The education concept is based on the principles of ‘self-driven learning’ and mastery learning according to the theories of the ‘Leids Didactisch Model’ and the J4-Model, developed in the School for the Future; the ideas of De Bono and Gardner on learning to think and act creatively, conceptually and sensorially; and the latest insights in the area of e-learning. Knowledge of languages and ICT occupy a prominent position. So does internationalization, which is a natural and obvious part of our educational vision. Learning paths are designed as effectively and efficiently as possible, so that they are not only inspiring, but also do not last longer than necessary. In doing this we use strong, context-rich intramural and extramural learning environments.

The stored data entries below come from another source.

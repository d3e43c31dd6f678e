//! Euler denoising loop.
//!
//! Walks a non-increasing sigma schedule `t_0 >= t_1 >= ... >= t_n`, asking the
//! transformer for a velocity at each `t_curr` and stepping the latents to
//! `t_prev`. Classifier-free guidance doubles the model batch as
//! `[uncond, cond]`; inpainting re-imposes the preserved region after every
//! step.

use ndarray::{concatenate, s, Array1, Array3, Array4, Axis, Zip};
use tracing::debug;

use super::guidance::apply_cfg;
use super::inpaint::InpaintExtension;
use crate::config::Precision;
use crate::error::{DenoiseError, Result};
use crate::models::{BaseModelType, SizeConditioning, Transformer, TransformerInput};
use crate::types::{ProgressSink, StepProgress};

/// Euler is a first-order solver.
const SOLVER_ORDER: usize = 1;

/// Scale between sigmas and the model's timestep input.
const TIMESTEP_SCALE: f32 = 1000.0;

/// Everything the loop needs, prepared by the caller.
#[derive(Debug, Clone)]
pub struct DenoiseInputs {
    /// Clipped, non-increasing sigma schedule (steps + 1 values).
    pub timesteps: Vec<f32>,
    /// One guidance weight per step.
    pub cfg_scale: Vec<f32>,
    /// Seeded noise, `[batch, channels, h, w]`.
    pub noise: Array4<f32>,
    /// Initial latents for image-to-image, same shape as `noise`.
    pub init_latents: Option<Array4<f32>>,
    /// Prepared inpaint mask (1 = regenerate), same shape as `noise`.
    pub inpaint_mask: Option<Array4<f32>>,
    /// Positive prompt embeddings, `[batch, seq, dim]`.
    pub pos_embeds: Array3<f32>,
    /// Negative prompt embeddings. Enables guidance when present.
    pub neg_embeds: Option<Array3<f32>>,
    /// Working precision of latents between steps.
    pub precision: Precision,
    pub size: SizeConditioning,
}

/// Progress of a [`DenoiseLoop`].
#[derive(Debug, Clone, Copy, PartialEq, Eq)]
pub enum LoopState {
    NotStarted,
    /// Holds the number of completed steps.
    Stepping(usize),
    Done,
}

/// A prepared denoising run.
#[derive(Debug)]
pub struct DenoiseLoop {
    timesteps: Vec<f32>,
    cfg_scale: Vec<f32>,
    latents: Array4<f32>,
    /// `[neg; pos]` when guidance is on, else `pos`.
    prompt_embeds: Array3<f32>,
    do_cfg: bool,
    inpaint: Option<InpaintExtension>,
    precision: Precision,
    size: SizeConditioning,
    state: LoopState,
}

impl DenoiseLoop {
    /// Checks the inputs and computes the initial latents.
    pub fn new(inputs: DenoiseInputs) -> Result<Self> {
        let DenoiseInputs {
            timesteps,
            cfg_scale,
            noise,
            init_latents,
            inpaint_mask,
            pos_embeds,
            neg_embeds,
            precision,
            size,
        } = inputs;

        let Some(&t0) = timesteps.first() else {
            return Err(DenoiseError::invalid_param("timesteps", "schedule is empty"));
        };
        if timesteps.windows(2).any(|w| w[1] > w[0]) {
            return Err(DenoiseError::invalid_param(
                "timesteps",
                "schedule must be non-increasing",
            ));
        }
        let total_steps = timesteps.len() - 1;
        if cfg_scale.len() != total_steps {
            return Err(DenoiseError::invalid_param(
                "cfg_scale",
                format!(
                    "{} guidance weights for {} steps",
                    cfg_scale.len(),
                    total_steps
                ),
            ));
        }

        if let Some(init) = &init_latents {
            if init.shape() != noise.shape() {
                return Err(DenoiseError::shape_mismatch(
                    "init latents",
                    noise.shape(),
                    init.shape(),
                ));
            }
        }
        let inpaint = match (inpaint_mask, &init_latents) {
            (None, _) => None,
            (Some(_), None) => {
                return Err(DenoiseError::invalid_param(
                    "denoise_mask",
                    "an inpaint mask requires initial latents",
                ))
            }
            (Some(mask), Some(init)) => Some(InpaintExtension::new(
                init.clone(),
                mask,
                noise.clone(),
            )?),
        };

        let batch = noise.shape()[0];
        if pos_embeds.shape()[0] != batch {
            return Err(DenoiseError::shape_mismatch(
                "positive embeddings batch",
                &[batch],
                &[pos_embeds.shape()[0]],
            ));
        }
        let do_cfg = neg_embeds.is_some();
        let prompt_embeds = match neg_embeds {
            Some(neg) => {
                if neg.shape() != pos_embeds.shape() {
                    return Err(DenoiseError::shape_mismatch(
                        "negative embeddings",
                        pos_embeds.shape(),
                        neg.shape(),
                    ));
                }
                concatenate(Axis(0), &[neg.view(), pos_embeds.view()])?
            }
            None => pos_embeds,
        };

        let mut latents = match &init_latents {
            Some(init) => Zip::from(&noise)
                .and(init)
                .map_collect(|&n, &i| t0 * n + (1.0 - t0) * i),
            None => noise,
        };
        precision.cast_in_place(&mut latents);

        let state = if total_steps == 0 {
            LoopState::Done
        } else {
            LoopState::NotStarted
        };

        Ok(Self {
            timesteps,
            cfg_scale,
            latents,
            prompt_embeds,
            do_cfg,
            inpaint,
            precision,
            size,
            state,
        })
    }

    /// Number of denoising steps in the schedule.
    pub fn total_steps(&self) -> usize {
        self.timesteps.len().saturating_sub(1)
    }

    pub fn state(&self) -> LoopState {
        self.state
    }

    /// Returns true when guidance doubles the model batch.
    pub fn do_classifier_free_guidance(&self) -> bool {
        self.do_cfg
    }

    /// Current latents.
    pub fn latents(&self) -> &Array4<f32> {
        &self.latents
    }

    pub fn into_latents(self) -> Array4<f32> {
        self.latents
    }

    fn completed_steps(&self) -> usize {
        match self.state {
            LoopState::NotStarted => 0,
            LoopState::Stepping(i) => i,
            LoopState::Done => self.total_steps(),
        }
    }

    fn progress(&self, step: usize, t: f32) -> StepProgress<'_> {
        StepProgress {
            step,
            order: SOLVER_ORDER,
            total_steps: self.total_steps(),
            timestep: (t * TIMESTEP_SCALE) as i64,
            latents: &self.latents,
        }
    }

    /// Runs one Euler step. Does nothing once the loop is done.
    pub fn step<T>(&mut self, transformer: &mut T) -> Result<LoopState>
    where
        T: Transformer + ?Sized,
    {
        if self.state == LoopState::Done {
            return Ok(LoopState::Done);
        }
        let i = self.completed_steps();
        let t_curr = self.timesteps[i];
        let t_prev = self.timesteps[i + 1];

        let model_input = if self.do_cfg {
            concatenate(Axis(0), &[self.latents.view(), self.latents.view()])?
        } else {
            self.latents.clone()
        };
        let timestep = Array1::from_elem(model_input.shape()[0], t_curr * TIMESTEP_SCALE);

        let mut pred = transformer.forward(&TransformerInput {
            hidden_states: &model_input,
            timestep: &timestep,
            encoder_hidden_states: &self.prompt_embeds,
            pooled_projections: None,
            size: &self.size,
        })?;
        if pred.shape() != model_input.shape() {
            return Err(DenoiseError::shape_mismatch(
                "transformer output",
                model_input.shape(),
                pred.shape(),
            ));
        }
        self.precision.cast_in_place(&mut pred);

        if self.do_cfg {
            let half = self.latents.shape()[0];
            let uncond = pred.slice(s![..half, .., .., ..]).to_owned();
            let cond = pred.slice(s![half.., .., .., ..]).to_owned();
            pred = apply_cfg(&uncond, &cond, self.cfg_scale[i]);
            self.precision.cast_in_place(&mut pred);
        }

        let dt = t_prev - t_curr;
        let mut latents = Zip::from(&self.latents)
            .and(&pred)
            .map_collect(|&l, &p| l + dt * p);
        self.precision.cast_in_place(&mut latents);

        if let Some(inpaint) = &self.inpaint {
            latents = inpaint.merge_intermediate_latents_with_init_latents(&latents, t_prev)?;
        }
        self.latents = latents;

        let completed = i + 1;
        self.state = if completed == self.total_steps() {
            LoopState::Done
        } else {
            LoopState::Stepping(completed)
        };
        debug!(
            step = completed,
            total = self.total_steps(),
            t_curr,
            t_prev,
            cfg = self.do_cfg,
            "denoise step"
        );

        Ok(self.state)
    }

    /// Steps to completion, reporting each step to `sink`.
    ///
    /// Emits a `step = 0` snapshot before the first step. A schedule with no
    /// steps returns the initial latents without reporting.
    pub fn run<T, S>(
        mut self,
        transformer: &mut T,
        family: BaseModelType,
        sink: &mut S,
    ) -> Result<Array4<f32>>
    where
        T: Transformer + ?Sized,
        S: ProgressSink + ?Sized,
    {
        if self.state == LoopState::Done {
            return Ok(self.latents);
        }

        sink.on_step(&self.progress(0, self.timesteps[0]), family);
        while self.state != LoopState::Done {
            let i = self.completed_steps();
            let t_curr = self.timesteps[i];
            self.step(transformer)?;
            sink.on_step(&self.progress(i + 1, t_curr), family);
        }

        Ok(self.latents)
    }
}
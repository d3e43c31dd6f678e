//! Flow-matching Euler discrete scheduler with dynamic shifting.
//!
//! Builds the sigma schedule the denoising loop walks. Sigmas run from ~1.0
//! (pure noise) down to a terminal 0.0; larger images get more high-noise
//! steps through the sequence-length dependent shift `mu`.

use serde::{Deserialize, Serialize};

use crate::error::{DenoiseError, Result};

/// Tolerance used when matching fractional cut points to schedule entries.
const CLIP_EPSILON: f32 = 1e-6;

/// How `mu` bends the sigma curve when dynamic shifting is on.
#[derive(Debug, Clone, Copy, PartialEq, Eq, Default, Serialize, Deserialize)]
#[serde(rename_all = "lowercase")]
pub enum TimeShiftType {
    /// `mu / (mu + (1/t - 1))`
    #[default]
    Linear,
    /// `e^mu / (e^mu + (1/t - 1))`
    Exponential,
}

/// Scheduler configuration.
#[derive(Debug, Clone, Serialize, Deserialize)]
#[serde(default)]
pub struct FlowMatchSchedulerConfig {
    pub num_train_timesteps: usize,
    /// Fixed shift, used only when dynamic shifting is off.
    pub shift: f32,
    pub use_dynamic_shifting: bool,
    pub base_shift: f32,
    pub max_shift: f32,
    pub base_image_seq_len: usize,
    pub max_image_seq_len: usize,
    pub time_shift_type: TimeShiftType,
}

impl Default for FlowMatchSchedulerConfig {
    /// CogView4-6B scheduler configuration.
    fn default() -> Self {
        Self {
            num_train_timesteps: 1000,
            shift: 1.0,
            use_dynamic_shifting: true,
            base_shift: 0.25,
            max_shift: 0.75,
            base_image_seq_len: 256,
            max_image_seq_len: 4096,
            time_shift_type: TimeShiftType::Linear,
        }
    }
}

/// Flow Matching Euler scheduler.
#[derive(Debug, Clone)]
pub struct FlowMatchScheduler {
    config: FlowMatchSchedulerConfig,
    /// Resolved timesteps, native range (one per step).
    timesteps: Vec<f32>,
    /// Shifted sigmas with a terminal 0.0 (steps + 1 entries).
    sigmas: Vec<f32>,
    sigma_min: f32,
    sigma_max: f32,
}

impl FlowMatchScheduler {
    /// Creates a scheduler with no schedule set.
    pub fn new(config: FlowMatchSchedulerConfig) -> Self {
        let n = config.num_train_timesteps as f32;
        // The training schedule spans t = 1..=N, so sigmas span 1/N..=1.
        let mut sigma_min = 1.0 / n;
        let mut sigma_max = 1.0;
        if !config.use_dynamic_shifting {
            sigma_min = fixed_shift(config.shift, sigma_min);
            sigma_max = fixed_shift(config.shift, sigma_max);
        }

        Self {
            config,
            timesteps: Vec::new(),
            sigmas: Vec::new(),
            sigma_min,
            sigma_max,
        }
    }

    /// Creates a scheduler with the CogView4 configuration.
    pub fn cogview4() -> Self {
        Self::new(FlowMatchSchedulerConfig::default())
    }

    pub fn config(&self) -> &FlowMatchSchedulerConfig {
        &self.config
    }

    /// Returns the resolved timesteps.
    pub fn timesteps(&self) -> &[f32] {
        &self.timesteps
    }

    /// Returns the resolved sigmas, including the terminal 0.0.
    pub fn sigmas(&self) -> &[f32] {
        &self.sigmas
    }

    /// Returns the number of inference steps of the current schedule.
    pub fn num_inference_steps(&self) -> usize {
        self.timesteps.len()
    }

    /// Sets the discrete schedule used by the denoising loop.
    ///
    /// `sigmas` and `timesteps` override the default linear schedule;
    /// `mu` is required when dynamic shifting is enabled.
    pub fn set_timesteps(
        &mut self,
        num_inference_steps: Option<usize>,
        sigmas: Option<&[f32]>,
        mu: Option<f32>,
        timesteps: Option<&[f32]>,
    ) -> Result<()> {
        let mu = match (self.config.use_dynamic_shifting, mu) {
            (true, None) => {
                return Err(DenoiseError::invalid_param(
                    "mu",
                    "must be provided when dynamic shifting is enabled",
                ))
            }
            (_, mu) => mu,
        };

        if let (Some(s), Some(t)) = (sigmas, timesteps) {
            if s.len() != t.len() {
                return Err(DenoiseError::invalid_param(
                    "sigmas",
                    format!("length {} differs from timesteps length {}", s.len(), t.len()),
                ));
            }
        }

        let num_inference_steps = match num_inference_steps {
            Some(n) => {
                if sigmas.is_some_and(|s| s.len() != n) {
                    return Err(DenoiseError::invalid_param(
                        "sigmas",
                        "length must match num_inference_steps",
                    ));
                }
                if timesteps.is_some_and(|t| t.len() != n) {
                    return Err(DenoiseError::invalid_param(
                        "timesteps",
                        "length must match num_inference_steps",
                    ));
                }
                n
            }
            None => sigmas.or(timesteps).map(|v| v.len()).ok_or_else(|| {
                DenoiseError::invalid_param(
                    "num_inference_steps",
                    "required when neither sigmas nor timesteps are given",
                )
            })?,
        };
        if num_inference_steps == 0 {
            return Err(DenoiseError::invalid_param("num_inference_steps", "must be > 0"));
        }

        let train = self.config.num_train_timesteps as f32;
        let provided_timesteps = timesteps.map(|t| t.to_vec());

        let base_sigmas: Vec<f32> = match sigmas {
            Some(s) => s.to_vec(),
            None => {
                let t = match &provided_timesteps {
                    Some(t) => t.clone(),
                    None => linspace(
                        self.sigma_max * train,
                        self.sigma_min * train,
                        num_inference_steps,
                    ),
                };
                t.iter().map(|t| t / train).collect()
            }
        };

        let shifted: Vec<f32> = match mu {
            Some(mu) if self.config.use_dynamic_shifting => base_sigmas
                .iter()
                .map(|&t| time_shift(self.config.time_shift_type, mu, 1.0, t))
                .collect(),
            _ => base_sigmas
                .iter()
                .map(|&s| fixed_shift(self.config.shift, s))
                .collect(),
        };

        self.timesteps = match provided_timesteps {
            Some(t) => t,
            None => shifted.iter().map(|s| s * train).collect(),
        };
        self.sigmas = shifted;
        self.sigmas.push(0.0);

        Ok(())
    }
}

/// Fixed shift: `shift * s / (1 + (shift - 1) * s)`.
fn fixed_shift(shift: f32, s: f32) -> f32 {
    shift * s / (1.0 + (shift - 1.0) * s)
}

/// Dynamic time shift of `t` by `mu`.
fn time_shift(kind: TimeShiftType, mu: f32, sigma: f32, t: f32) -> f32 {
    let base = (1.0 / t - 1.0).powf(sigma);
    match kind {
        TimeShiftType::Linear => mu / (mu + base),
        TimeShiftType::Exponential => {
            let emu = mu.exp();
            emu / (emu + base)
        }
    }
}

/// `steps` evenly spaced values from `start` to `end` inclusive.
///
/// Fills the first half forward from `start` and the second half backward
/// from `end`, so both endpoints are exact in f32.
pub fn linspace(start: f32, end: f32, steps: usize) -> Vec<f32> {
    match steps {
        0 => Vec::new(),
        1 => vec![start],
        _ => {
            let step = (end - start) / (steps - 1) as f32;
            let halfway = steps / 2;
            (0..steps)
                .map(|i| {
                    if i < halfway {
                        start + step * i as f32
                    } else {
                        end - step * (steps - 1 - i) as f32
                    }
                })
                .collect()
        }
    }
}

/// Computes the dynamic shift for an image of `image_seq_len` tokens.
///
/// `mu = sqrt(image_seq_len / base_seq_len) * max_shift + base_shift`
pub fn calculate_timestep_shift(
    image_seq_len: usize,
    base_seq_len: usize,
    base_shift: f32,
    max_shift: f32,
) -> Result<f32> {
    if image_seq_len == 0 {
        return Err(DenoiseError::invalid_param(
            "image_seq_len",
            "must be > 0; check width, height and patch size",
        ));
    }
    if base_seq_len == 0 {
        return Err(DenoiseError::invalid_param("base_image_seq_len", "must be > 0"));
    }
    let m = (image_seq_len as f32 / base_seq_len as f32).sqrt();
    Ok(m * max_shift + base_shift)
}

/// Prepares the scheduler for `num_steps` steps on an image of `image_seq_len` tokens.
///
/// Returns the scheduler's resolved timesteps. The shifted sigmas walked by
/// the loop are available from [`FlowMatchScheduler::sigmas`] afterwards.
pub fn prepare_timesteps(
    scheduler: &mut FlowMatchScheduler,
    num_steps: usize,
    image_seq_len: usize,
) -> Result<Vec<f32>> {
    if num_steps == 0 {
        return Err(DenoiseError::invalid_param("steps", "must be > 0"));
    }

    let train = scheduler.config.num_train_timesteps as f32;
    let timesteps: Vec<f32> = linspace(train, 1.0, num_steps)
        .into_iter()
        .map(|t| t.trunc())
        .collect();
    let sigmas: Vec<f32> = timesteps.iter().map(|t| t / train).collect();

    let mu = calculate_timestep_shift(
        image_seq_len,
        scheduler.config.base_image_seq_len,
        scheduler.config.base_shift,
        scheduler.config.max_shift,
    )?;

    scheduler.set_timesteps(Some(num_steps), Some(&sigmas), Some(mu), Some(&timesteps))?;
    Ok(scheduler.timesteps().to_vec())
}

/// Clips a decreasing schedule to the `[denoising_start, denoising_end]` fraction.
///
/// Cut points are the last entries still at or above `t0 * (1 - fraction)`.
pub fn clip_timestep_schedule_fractional(
    timesteps: &[f32],
    denoising_start: f32,
    denoising_end: f32,
) -> Result<Vec<f32>> {
    if !(0.0..=1.0).contains(&denoising_start) {
        return Err(DenoiseError::invalid_param(
            "denoising_start",
            format!("{} is outside [0, 1]", denoising_start),
        ));
    }
    if !(0.0..=1.0).contains(&denoising_end) {
        return Err(DenoiseError::invalid_param(
            "denoising_end",
            format!("{} is outside [0, 1]", denoising_end),
        ));
    }
    if denoising_start > denoising_end {
        return Err(DenoiseError::invalid_param(
            "denoising_start",
            "must not exceed denoising_end",
        ));
    }
    let Some(&t0) = timesteps.first() else {
        return Err(DenoiseError::invalid_param("timesteps", "schedule is empty"));
    };

    let start_idx = last_index_ge(timesteps, t0 * (1.0 - denoising_start))?;
    let end_idx = last_index_ge(timesteps, t0 * (1.0 - denoising_end))?;
    Ok(timesteps[start_idx..=end_idx].to_vec())
}

fn last_index_ge(timesteps: &[f32], val: f32) -> Result<usize> {
    let count = timesteps
        .iter()
        .filter(|&&t| t >= val - CLIP_EPSILON)
        .count();
    count.checked_sub(1).ok_or_else(|| {
        DenoiseError::invalid_param("timesteps", format!("no entry at or above {}", val))
    })
}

Therefore our students have contemporary and competitive professional, learning, career and citizenship competences, so that they are excellently qualified and prepared for the (international) employment market and (international) higher education. We strive to ensure that everyone who registers at the Koning Willem I College earns a diploma (at least at the European starting qualification level), which corresponds to his ambitions and qualities.


In the middle of society

The student never travels alone on his voyage, but always with others. In the college he travels with fellow students and staff. Outside the college he travels with businesses, institutions and organizations. This makes the Koning Willem I College a true Community College. Not an island, but a bustling center of intramural and extramural learning processes. Constantly evolving and with a deep social commitment, which is also the main motive: everything to serve the community, the society, to which the student belongs.


V EPILOGUE

Since the beginning of its centuries-old history the city of ’s-Hertogenbosch has attracted artists, scientists, thinkers and visionaries who have left their mark on the city. The city’s most famous son is the master painter and teacher Jheronimus Bosch (± 1450 – 1516). The way in which he was inspired by the city, its region and its inhabitants has been followed in many different areas. The Koning Willem I College continues this valuable tradition in its own unique way. By being a source and a role model of knowledge and culture. By striving for perfection. By constantly giving new impetuses to society. But above all, by being a strong, inspiring and contemporary learning environment.


REFERENCES
Boekaerts, M. (1994). Motivation in Education, The Fourteenth Vernon-Wall Lecture. Moreambe.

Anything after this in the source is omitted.